Asimismo, los noventa podrían considerarse, tristemente, el «boom» de la delgadez patológica. Se empezaba a hablar con más información y alarma de una enfermedad que ya hacía tiempo existía, pero no se había dado a conocer popularmente: la anorexia. Pero la delgadez extrema como epítome de la elegancia había sido sembrada como concepto transgresor varias décadas antes cuando Audrey Hepburn se paseó por la Quinta Avenida de Nueva York decidida a comerse un croissant delante del escaparate de Tiffany’s ataviada con un traje de noche negro, un collar de tres vueltas y un escote exquisitamente huesudo. Era 1961 y el comienzo de la película de Blake Edwards: Desayuno con diamantes. Se cuenta que la propia María Callas, diva de la ópera y contemporánea de Hepburn, con el fin de parecerse a ella, se introdujo una tenia en el cuerpo para que devorase todo lo que ingería de manera que pudiera alcanzar la tan deseada delgadez extrema.

Audrey Hepburn tenía menos masa grasa que el tobillo de un gorrión.

Estos ejemplos son sólo algunos, bastante significativos, de cuán grande ha sido y es la influencia de las estrellas femeninas de Hollywood sobre las mujeres de verdad y su demanda de determinadas intervenciones estéticas, terapias o hábitos para lograr la imagen vigente de cada momento.

El objetivo es hacer un análisis de los modelos de belleza que han ido primando a lo largo de los últimos cien años en la gran pantalla. Sus características, su evolución y las técnicas utilizadas por las propias figuras paradigmáticas para alcanzar los rasgos deseados que las definían. Así, haciendo un estudio en perspectiva global, también se pretende especular con cuál será la tendencia del mercado de la estética en los próximos años, así como las preocupaciones fundamentales de la mujer moderna con respecto a su aspecto. Todo ello ligado siempre en paralelo al desarrollo cultural de la mujer; dado que no existe un cambio y una evolución en lo que se percibe a simple vista sin que exista también un motor ético y social que lo respalde.

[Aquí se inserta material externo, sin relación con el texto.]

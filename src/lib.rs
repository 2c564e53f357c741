// src/lib.rs

//! imgpkg - package transaction core for OS image assembly
//!
//! Given a requested set of packages and groups, imgpkg manages a local
//! package cache, accounts for disk space before any network use, stages an
//! install transaction, executes it against a target root and records
//! per-package provenance (license, file manifest).
//!
//! # Architecture
//!
//! - Repository registry: repository definitions, proxy and TLS policy
//! - Package selector: selection state for packages and groups
//! - Cache & space accountant: cache validity and space gating
//! - Transaction builder & executor: resolve, order, execute, report
//!
//! Dependency resolution, package payload execution and network transfer
//! are collaborators behind the [`transaction::Resolver`],
//! [`transaction::Executor`] and [`repository::Fetcher`] traits.

pub mod arch;
pub mod backend;
pub mod cache;
pub mod config;
pub mod db;
mod error;
pub mod packages;
pub mod progress;
pub mod repository;
pub mod selector;
pub mod transaction;
pub mod version;

pub use error::{Error, Lookup, Result, SpaceKind};
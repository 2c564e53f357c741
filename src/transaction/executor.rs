// src/transaction/executor.rs

//! Executor interface and package database lock cleanup

use super::order::OrderedTransaction;
use crate::db::models::PackageKey;
use crate::error::Result;
use crate::progress::RunObserver;
use std::collections::BTreeMap;
use std::fs;
use std::path::{Path, PathBuf};
use tracing::{debug, warn};

/// Everything an executor needs besides the transaction itself
#[derive(Debug, Clone, PartialEq, Eq)]
pub struct ExecutionContext {
    /// Root of the filesystem being populated
    pub root: PathBuf,
    /// Transient package-manager configuration of this session
    pub config_path: PathBuf,
    /// Variables to set for package scriptlets
    pub env: Vec<(String, String)>,
    /// Verified local file of every transaction member
    pub package_files: BTreeMap<PackageKey, PathBuf>,
}

impl ExecutionContext {
    pub fn new(root: impl Into<PathBuf>, config_path: impl Into<PathBuf>) -> Self {
        Self {
            root: root.into(),
            config_path: config_path.into(),
            env: vec![
                ("HOME".to_string(), "/".to_string()),
                ("LD_PRELOAD".to_string(), String::new()),
            ],
            package_files: BTreeMap::new(),
        }
    }

    pub fn with_package_files(mut self, files: BTreeMap<PackageKey, PathBuf>) -> Self {
        self.package_files = files;
        self
    }

    pub fn package_file(&self, key: &PackageKey) -> Option<&Path> {
        self.package_files.get(key).map(PathBuf::as_path)
    }
}

/// Result of applying one package
#[derive(Debug, Clone, PartialEq, Eq)]
pub struct PackageOutcome {
    pub key: PackageKey,
    pub success: bool,
    pub message: Option<String>,
}

impl PackageOutcome {
    pub fn installed(key: PackageKey) -> Self {
        Self {
            key,
            success: true,
            message: None,
        }
    }

    pub fn failed(key: PackageKey, message: impl Into<String>) -> Self {
        Self {
            key,
            success: false,
            message: Some(message.into()),
        }
    }
}

/// Per-package outcomes plus the aggregate result code
#[derive(Debug, Clone, Default, PartialEq, Eq)]
pub struct ExecutionReport {
    pub outcomes: Vec<PackageOutcome>,
    /// Zero when every package was applied
    pub return_code: i32,
}

/// Applies an ordered transaction to the target root
///
/// Implementations report progress through
/// [`RunObserver::install_progress`]. A package that fails to apply is a
/// failed outcome with a non-zero `return_code`, not an `Err`.
pub trait Executor {
    fn execute(
        &self,
        context: &ExecutionContext,
        transaction: &OrderedTransaction,
        observer: &mut dyn RunObserver,
    ) -> Result<ExecutionReport>;
}

/// Remove stale Berkeley DB environment files under `<root>/var/lib/rpm`
///
/// Returns the number of files removed. Failures are logged, never raised.
pub fn cleanup_rpmdb_locks(root: &Path) -> usize {
    let pattern = root.join("var/lib/rpm/__db*");
    let entries = match glob::glob(&pattern.to_string_lossy()) {
        Ok(entries) => entries,
        Err(e) => {
            warn!("Invalid rpmdb lock pattern {}: {}", pattern.display(), e);
            return 0;
        }
    };

    let mut removed = 0;
    for path in entries.flatten() {
        match fs::remove_file(&path) {
            Ok(()) => {
                debug!("Removed stale rpmdb file {}", path.display());
                removed += 1;
            }
            Err(e) => warn!("Failed to remove {}: {}", path.display(), e),
        }
    }
    removed
}

/// Runs [`cleanup_rpmdb_locks`] when dropped
///
/// Held across execution so the cleanup also happens when the run fails.
#[derive(Debug)]
pub struct LockCleanup {
    root: PathBuf,
}

impl LockCleanup {
    pub fn new(root: impl Into<PathBuf>) -> Self {
        Self { root: root.into() }
    }
}

impl Drop for LockCleanup {
    fn drop(&mut self) {
        cleanup_rpmdb_locks(&self.root);
    }
}

#[cfg(test)]
mod tests {
    use super::*;

    fn seed_locks(root: &Path) -> PathBuf {
        let rpmdb = root.join("var/lib/rpm");
        fs::create_dir_all(&rpmdb).unwrap();
        fs::write(rpmdb.join("__db.001"), b"").unwrap();
        fs::write(rpmdb.join("__db.002"), b"").unwrap();
        fs::write(rpmdb.join("Packages"), b"keep").unwrap();
        rpmdb
    }

    #[test]
    fn test_cleanup_removes_only_db_environment() {
        let dir = tempfile::tempdir().unwrap();
        let rpmdb = seed_locks(dir.path());

        assert_eq!(cleanup_rpmdb_locks(dir.path()), 2);
        assert!(!rpmdb.join("__db.001").exists());
        assert!(rpmdb.join("Packages").exists());
        assert_eq!(cleanup_rpmdb_locks(dir.path()), 0);
    }

    #[test]
    fn test_guard_cleans_up_on_error_path() {
        let dir = tempfile::tempdir().unwrap();
        let rpmdb = seed_locks(dir.path());

        let run = || -> Result<()> {
            let _guard = LockCleanup::new(dir.path());
            Err(crate::Error::Install("scriptlet failed".to_string()))
        };
        assert!(run().is_err());
        assert!(!rpmdb.join("__db.002").exists());
    }

    #[test]
    fn test_context_environment() {
        let ctx = ExecutionContext::new("/mnt/root", "/var/cache/pkgmgr.conf-x");
        assert!(ctx.env.contains(&("HOME".to_string(), "/".to_string())));
        assert!(ctx.env.contains(&("LD_PRELOAD".to_string(), String::new())));
    }
}
// src/db/mod.rs

//! Package index
//!
//! The set of packages and groups offered by the session's repositories is
//! kept in SQLite. The index is transient: it lives in memory by default and
//! is rebuilt from repository metadata every session.

pub mod models;
pub mod schema;

use crate::error::{Error, Result};
use models::{CandidatePackage, Group};
use rusqlite::{Connection, Transaction};
use std::path::Path;
use tracing::debug;

/// Open a fresh in-memory index with the schema applied
pub fn open_in_memory() -> Result<Connection> {
    let conn = Connection::open_in_memory()?;
    conn.execute_batch("PRAGMA foreign_keys = ON;")?;
    schema::migrate(&conn)?;
    Ok(conn)
}

/// Open (or create) an on-disk index at `db_path` with the schema applied
pub fn init(db_path: &Path) -> Result<Connection> {
    debug!("Initializing package index at: {}", db_path.display());

    if let Some(parent) = db_path.parent() {
        std::fs::create_dir_all(parent).map_err(|e| {
            Error::InitError(format!("Failed to create index directory: {}", e))
        })?;
    }

    let conn = Connection::open(db_path)?;
    conn.execute_batch(
        "
        PRAGMA journal_mode = WAL;
        PRAGMA synchronous = NORMAL;
        PRAGMA foreign_keys = ON;
        PRAGMA busy_timeout = 5000;
        ",
    )?;
    schema::migrate(&conn)?;
    Ok(conn)
}

/// Run `f` inside a database transaction, committing on success
pub fn transaction<T, F>(conn: &mut Connection, f: F) -> Result<T>
where
    F: FnOnce(&Transaction) -> Result<T>,
{
    let tx = conn.transaction()?;
    let result = f(&tx)?;
    tx.commit()?;
    Ok(result)
}

/// Query and load access to the available-package index
pub struct PackageIndex {
    conn: Connection,
}

impl PackageIndex {
    /// Create an empty in-memory index
    pub fn in_memory() -> Result<Self> {
        Ok(Self {
            conn: open_in_memory()?,
        })
    }

    /// Use an existing, migrated connection
    pub fn from_connection(conn: Connection) -> Self {
        Self { conn }
    }

    pub fn connection(&self) -> &Connection {
        &self.conn
    }

    /// Insert a batch of packages atomically
    pub fn insert_packages(&mut self, packages: &mut [CandidatePackage]) -> Result<usize> {
        transaction(&mut self.conn, |tx| {
            for pkg in packages.iter_mut() {
                pkg.insert(tx)?;
            }
            Ok(packages.len())
        })
    }

    /// Insert a single package, returning its index ID
    pub fn insert_package(&mut self, package: &mut CandidatePackage) -> Result<i64> {
        package.insert(&self.conn)
    }

    pub fn insert_group(&mut self, group: &Group) -> Result<()> {
        transaction(&mut self.conn, |tx| group.insert(tx))
    }

    /// Packages matching a name / glob pattern
    pub fn search(&self, pattern: &str) -> Result<Vec<CandidatePackage>> {
        CandidatePackage::search(&self.conn, pattern)
    }

    pub fn find_by_name(&self, name: &str) -> Result<Vec<CandidatePackage>> {
        CandidatePackage::find_by_name(&self.conn, name)
    }

    pub fn find_by_name_arch(&self, name: &str, arch: &str) -> Result<Vec<CandidatePackage>> {
        CandidatePackage::find_by_name_arch(&self.conn, name, arch)
    }

    /// Packages whose manifest contains `path`
    pub fn what_provides_file(&self, path: &str) -> Result<Vec<CandidatePackage>> {
        CandidatePackage::find_by_file(&self.conn, path)
    }

    pub fn find_group(&self, id_or_name: &str) -> Result<Option<Group>> {
        Group::find(&self.conn, id_or_name)
    }

    pub fn package_count(&self) -> Result<usize> {
        CandidatePackage::count(&self.conn)
    }
}
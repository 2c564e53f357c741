// src/transaction/report.rs

//! Outcome metadata of an executed transaction

use super::executor::ExecutionReport;
use super::order::OrderedTransaction;
use crate::db::models::PackageKey;
use crate::progress::CacheSummary;
use std::collections::{BTreeMap, BTreeSet};

/// License string recorded for packages that declare none
pub const UNKNOWN_LICENSE: &str = "Unknown";

/// License, content and VCS maps of successfully installed packages
///
/// Keys are package keys in their `name-version-release.arch` form.
#[derive(Debug, Clone, Default, PartialEq, Eq)]
pub struct TransactionReport {
    licenses: BTreeMap<String, Vec<String>>,
    content: BTreeMap<String, Vec<String>>,
    vcs: BTreeMap<String, Option<String>>,
    /// Package name → key, for lookups by name
    names: BTreeMap<String, String>,
}

impl TransactionReport {
    pub fn new() -> Self {
        Self::default()
    }

    /// Record every package the executor applied successfully
    pub fn record(&mut self, transaction: &OrderedTransaction, execution: &ExecutionReport) {
        let succeeded: BTreeSet<&PackageKey> = execution
            .outcomes
            .iter()
            .filter(|o| o.success)
            .map(|o| &o.key)
            .collect();

        for member in transaction.iter() {
            let key = member.key();
            if !succeeded.contains(&key) {
                continue;
            }
            let pkg = &member.package;
            let long_name = key.to_string();

            let license = pkg.license.as_deref().unwrap_or(UNKNOWN_LICENSE);
            let owners = self.licenses.entry(license.to_string()).or_default();
            if !owners.contains(&long_name) {
                owners.push(long_name.clone());
            }

            self.content.insert(long_name.clone(), pkg.files.clone());
            self.vcs.insert(long_name.clone(), pkg.vcs.clone());
            self.names.insert(pkg.name.clone(), long_name);
        }
    }

    /// License → package keys
    pub fn licenses(&self) -> &BTreeMap<String, Vec<String>> {
        &self.licenses
    }

    /// Package key → file manifest
    pub fn content(&self) -> &BTreeMap<String, Vec<String>> {
        &self.content
    }

    /// Package key → VCS reference
    pub fn vcs(&self) -> &BTreeMap<String, Option<String>> {
        &self.vcs
    }

    /// File manifest of an installed package, by name
    pub fn file_list(&self, name: &str) -> Option<&[String]> {
        self.names
            .get(name)
            .and_then(|key| self.content.get(key))
            .map(Vec::as_slice)
    }
}

/// Summary returned by a completed run
#[derive(Debug, Clone, Default, PartialEq, Eq)]
pub struct RunReport {
    pub cache: CacheSummary,
    /// Packages in install order
    pub installed: Vec<PackageKey>,
    /// Packages the executor failed to apply
    pub failed: Vec<PackageKey>,
    /// Requirements the advisory dependency check found unmet
    pub unmet_dependencies: Vec<String>,
    /// Aggregate executor result code
    pub return_code: i32,
}

impl RunReport {
    pub fn succeeded(&self) -> bool {
        self.return_code == 0
    }
}

#[cfg(test)]
mod tests {
    use super::*;
    use crate::db::models::CandidatePackage;
    use crate::selector::{SelectionReason, TransactionMember};
    use crate::transaction::{PackageOutcome, order};

    fn member(name: &str, license: Option<&str>) -> TransactionMember {
        let key = PackageKey::new(name, "x86_64", "1.0", "1");
        let mut pkg = CandidatePackage::new("base", &key, "00", 1, format!("{}.rpm", name));
        pkg.license = license.map(str::to_string);
        pkg.vcs = Some(format!("git://example.com/{}#abc", name));
        pkg.files = vec![format!("/usr/bin/{}", name)];
        TransactionMember::new(pkg, SelectionReason::User)
    }

    #[test]
    fn test_only_successful_packages_are_recorded() {
        let tx = order(vec![
            member("bash", Some("GPLv3+")),
            member("zsh", Some("MIT")),
            member("sed", Some("GPLv3+")),
            member("motd", None),
        ])
        .unwrap();
        let execution = ExecutionReport {
            outcomes: vec![
                PackageOutcome::installed(PackageKey::new("bash", "x86_64", "1.0", "1")),
                PackageOutcome::installed(PackageKey::new("sed", "x86_64", "1.0", "1")),
                PackageOutcome::installed(PackageKey::new("motd", "x86_64", "1.0", "1")),
                PackageOutcome::failed(PackageKey::new("zsh", "x86_64", "1.0", "1"), "cpio"),
            ],
            return_code: 1,
        };

        let mut report = TransactionReport::new();
        report.record(&tx, &execution);

        assert_eq!(
            report.licenses()["GPLv3+"],
            vec!["bash-1.0-1.x86_64", "sed-1.0-1.x86_64"]
        );
        assert!(!report.licenses().contains_key("MIT"));
        assert_eq!(report.licenses()[UNKNOWN_LICENSE], vec!["motd-1.0-1.x86_64"]);
        assert_eq!(report.content().len(), 3);
        assert_eq!(
            report.file_list("sed"),
            Some(&["/usr/bin/sed".to_string()][..])
        );
        assert_eq!(report.file_list("zsh"), None);
        assert_eq!(
            report.vcs()["bash-1.0-1.x86_64"].as_deref(),
            Some("git://example.com/bash#abc")
        );
    }
}
// src/repository/parsers/repomd.rs

//! rpm-md metadata parser
//!
//! Parses repomd.xml and primary.xml. Elements are matched on their local
//! name so that both `rpm:entry` and `entry` are recognized.

use super::{MetadataRecord, RepoMd, attr};
use crate::db::models::{Capability, CandidatePackage, ChecksumType, PackageKey, Requirement};
use crate::error::{Error, Result};
use crate::version::{Comparison, Evr};
use quick_xml::Reader;
use quick_xml::events::{BytesStart, Event};
use tracing::{debug, warn};

/// Parse repomd.xml
pub fn parse_repomd(xml: &str) -> Result<RepoMd> {
    let mut reader = Reader::from_str(xml);
    reader.trim_text(true);

    let mut buf = Vec::new();
    let mut repomd = RepoMd::default();
    let mut current: Option<MetadataRecord> = None;
    let mut current_tag = String::new();

    loop {
        match reader.read_event_into(&mut buf) {
            Ok(Event::Start(e)) => {
                let tag = String::from_utf8_lossy(e.local_name().as_ref()).to_string();
                match tag.as_str() {
                    "data" => {
                        current = attr(&e, b"type").map(|kind| MetadataRecord {
                            kind,
                            location: String::new(),
                            checksum: None,
                            checksum_type: None,
                        });
                    }
                    "checksum" => {
                        if let Some(ref mut record) = current {
                            record.checksum_type = attr(&e, b"type");
                        }
                    }
                    "location" => {
                        if let Some(ref mut record) = current
                            && let Some(href) = attr(&e, b"href")
                        {
                            record.location = href;
                        }
                    }
                    _ => {}
                }
                current_tag = tag;
            }
            Ok(Event::Empty(e)) => {
                if e.local_name().as_ref() == b"location"
                    && let Some(ref mut record) = current
                    && let Some(href) = attr(&e, b"href")
                {
                    record.location = href;
                }
            }
            Ok(Event::Text(e)) => {
                let text = e.unescape().unwrap_or_default().to_string();
                match current_tag.as_str() {
                    "revision" => repomd.revision = Some(text),
                    "checksum" => {
                        if let Some(ref mut record) = current {
                            record.checksum = Some(text);
                        }
                    }
                    _ => {}
                }
            }
            Ok(Event::End(e)) => {
                if e.local_name().as_ref() == b"data"
                    && let Some(record) = current.take()
                {
                    if record.location.is_empty() {
                        warn!("repomd.xml record '{}' has no location", record.kind);
                    } else {
                        repomd.records.push(record);
                    }
                }
                current_tag.clear();
            }
            Ok(Event::Eof) => break,
            Err(e) => {
                return Err(Error::ParseError(format!(
                    "Failed to parse repomd.xml: {}",
                    e
                )));
            }
            _ => {}
        }
        buf.clear();
    }

    debug!("repomd.xml lists {} metadata records", repomd.records.len());
    Ok(repomd)
}

/// Capability list currently being read inside `<format>`
#[derive(Debug, Clone, Copy, PartialEq, Eq)]
enum Section {
    None,
    Provides,
    Requires,
    Other,
}

/// Parse primary.xml into packages belonging to `repo_id`
///
/// Packages missing mandatory fields are skipped with a warning.
pub fn parse_primary(xml: &str, repo_id: &str) -> Result<Vec<CandidatePackage>> {
    let mut reader = Reader::from_str(xml);
    reader.trim_text(true);

    let mut packages = Vec::new();
    let mut buf = Vec::new();

    let mut current: Option<PackageBuilder> = None;
    let mut current_tag = String::new();
    let mut section = Section::None;

    loop {
        match reader.read_event_into(&mut buf) {
            Ok(Event::Start(e)) => {
                let tag = String::from_utf8_lossy(e.local_name().as_ref()).to_string();
                if tag == "package" {
                    current = Some(PackageBuilder::default());
                } else if let Some(ref mut pkg) = current {
                    section = pkg.open(&tag, &e, section);
                }
                current_tag = tag;
            }
            Ok(Event::Empty(e)) => {
                let tag = String::from_utf8_lossy(e.local_name().as_ref()).to_string();
                if let Some(ref mut pkg) = current {
                    // An empty capability list must not leave the section open
                    let opened = pkg.open(&tag, &e, section);
                    if !matches!(tag.as_str(), "provides" | "requires" | "conflicts" | "obsoletes")
                    {
                        section = opened;
                    }
                }
            }
            Ok(Event::Text(e)) => {
                if let Some(ref mut pkg) = current {
                    let text = e.unescape().unwrap_or_default().to_string();
                    match current_tag.as_str() {
                        "name" => pkg.name = Some(text),
                        "arch" => pkg.arch = Some(text),
                        "summary" => pkg.summary = Some(text),
                        "checksum" => pkg.checksum = Some(text),
                        "license" => pkg.license = Some(text),
                        "vcs" => pkg.vcs = Some(text),
                        "file" => pkg.files.push(text),
                        _ => {}
                    }
                }
            }
            Ok(Event::End(e)) => {
                match e.local_name().as_ref() {
                    b"package" => {
                        if let Some(builder) = current.take() {
                            match builder.build(repo_id) {
                                Ok(pkg) => packages.push(pkg),
                                Err(e) => warn!("Skipping package in {}: {}", repo_id, e),
                            }
                        }
                    }
                    b"provides" | b"requires" | b"conflicts" | b"obsoletes" => {
                        section = Section::None;
                    }
                    _ => {}
                }
                current_tag.clear();
            }
            Ok(Event::Eof) => break,
            Err(e) => {
                return Err(Error::ParseError(format!(
                    "Failed to parse primary.xml: {}",
                    e
                )));
            }
            _ => {}
        }
        buf.clear();
    }

    debug!("Parsed {} packages from {} primary.xml", packages.len(), repo_id);
    Ok(packages)
}

/// Builder for constructing a CandidatePackage from primary.xml
#[derive(Default)]
struct PackageBuilder {
    name: Option<String>,
    epoch: Option<String>,
    ver: Option<String>,
    rel: Option<String>,
    arch: Option<String>,
    summary: Option<String>,
    license: Option<String>,
    vcs: Option<String>,
    checksum: Option<String>,
    checksum_type: Option<String>,
    size: Option<String>,
    installed_size: Option<String>,
    location: Option<String>,
    files: Vec<String>,
    requires: Vec<Requirement>,
    provides: Vec<Capability>,
}

impl PackageBuilder {
    /// Record the attributes of an opening (or empty) element and return
    /// the capability section that applies after it
    fn open(&mut self, tag: &str, e: &BytesStart, section: Section) -> Section {
        match tag {
            "version" => {
                self.epoch = attr(e, b"epoch");
                self.ver = attr(e, b"ver");
                self.rel = attr(e, b"rel");
            }
            "checksum" => self.checksum_type = attr(e, b"type"),
            "size" => {
                self.size = attr(e, b"package");
                self.installed_size = attr(e, b"installed");
            }
            "location" => self.location = attr(e, b"href"),
            "provides" => return Section::Provides,
            "requires" => return Section::Requires,
            "conflicts" | "obsoletes" => return Section::Other,
            "entry" => match section {
                Section::Provides => {
                    if let Some(cap) = capability_from(e) {
                        self.provides.push(cap);
                    }
                }
                Section::Requires => {
                    if let Some(cap) = capability_from(e) {
                        let pre = attr(e, b"pre").is_some_and(|v| v == "1");
                        self.requires.push(Requirement {
                            capability: cap,
                            pre,
                        });
                    }
                }
                Section::Other | Section::None => {}
            },
            _ => {}
        }
        section
    }

    fn build(self, repo_id: &str) -> Result<CandidatePackage> {
        let name = self
            .name
            .ok_or_else(|| Error::ParseError("Missing package name".to_string()))?;
        let arch = self
            .arch
            .ok_or_else(|| Error::ParseError(format!("Missing arch for {}", name)))?;
        let ver = self
            .ver
            .ok_or_else(|| Error::ParseError(format!("Missing version for {}", name)))?;
        let rel = self.rel.unwrap_or_default();
        let epoch = match self.epoch.as_deref() {
            None | Some("") => 0,
            Some(e) => e
                .parse::<u32>()
                .map_err(|err| Error::ParseError(format!("Invalid epoch '{}': {}", e, err)))?,
        };

        let checksum = self
            .checksum
            .ok_or_else(|| Error::ParseError(format!("Missing checksum for {}", name)))?;
        let checksum_type = self
            .checksum_type
            .as_deref()
            .unwrap_or("sha256")
            .parse::<ChecksumType>()
            .map_err(Error::ParseError)?;

        let size: u64 = self
            .size
            .ok_or_else(|| Error::ParseError(format!("Missing size for {}", name)))?
            .parse()
            .map_err(|e| Error::ParseError(format!("Invalid size: {}", e)))?;
        let installed_size = self.installed_size.and_then(|s| s.parse::<u64>().ok());

        let location = self
            .location
            .ok_or_else(|| Error::ParseError(format!("Missing location for {}", name)))?;

        let key = PackageKey::new(name, arch, ver, rel);
        let mut pkg = CandidatePackage::new(repo_id, &key, checksum, size, location);
        pkg.epoch = epoch;
        pkg.checksum_type = checksum_type;
        pkg.installed_size = installed_size;
        pkg.summary = self.summary;
        pkg.license = self.license;
        pkg.vcs = self.vcs;
        pkg.files = self.files;
        pkg.requires = self.requires;
        pkg.provides = self.provides;
        Ok(pkg)
    }
}

/// Build a capability from an `rpm:entry` element
fn capability_from(e: &BytesStart) -> Option<Capability> {
    let name = attr(e, b"name")?;
    let flags = attr(e, b"flags").and_then(|f| Comparison::from_flags(&f));

    match (flags, attr(e, b"ver")) {
        (Some(flags), Some(ver)) => {
            let epoch = attr(e, b"epoch")
                .and_then(|v| v.parse::<u32>().ok())
                .unwrap_or(0);
            let rel = attr(e, b"rel").unwrap_or_default();
            Some(Capability::versioned(name, flags, Evr::new(epoch, ver, rel)))
        }
        _ => Some(Capability::named(name)),
    }
}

También se observará el avance tecnológico en los tratamientos de belleza y las intervenciones estéticas. Cómo, para conseguir un mismo efecto facial, lo que se hacía en 1940 es hoy, en 2020, visto casi como un barbarismo, debido a la sofisticación y precisión de los medios en la actualidad.

Y finalmente, la intención es predecir cuál será la imagen de la belleza de la mujer del futuro y cómo “ser y estar guapa” ha cambiado y al mismo tiempo sigue tomando como ejemplo a personalidades del pasado, dado que la cultura es cíclica y recurrente, siendo una máxima a todos los efectos, aquello del “todo vuelve”.

Jessica Chastain marcándose un Rita Hayworth mezclado con un Kim Bassinger y un queriendo decir de Grace Kelly mientras simula un perturbadoramente elegante corte de digestión.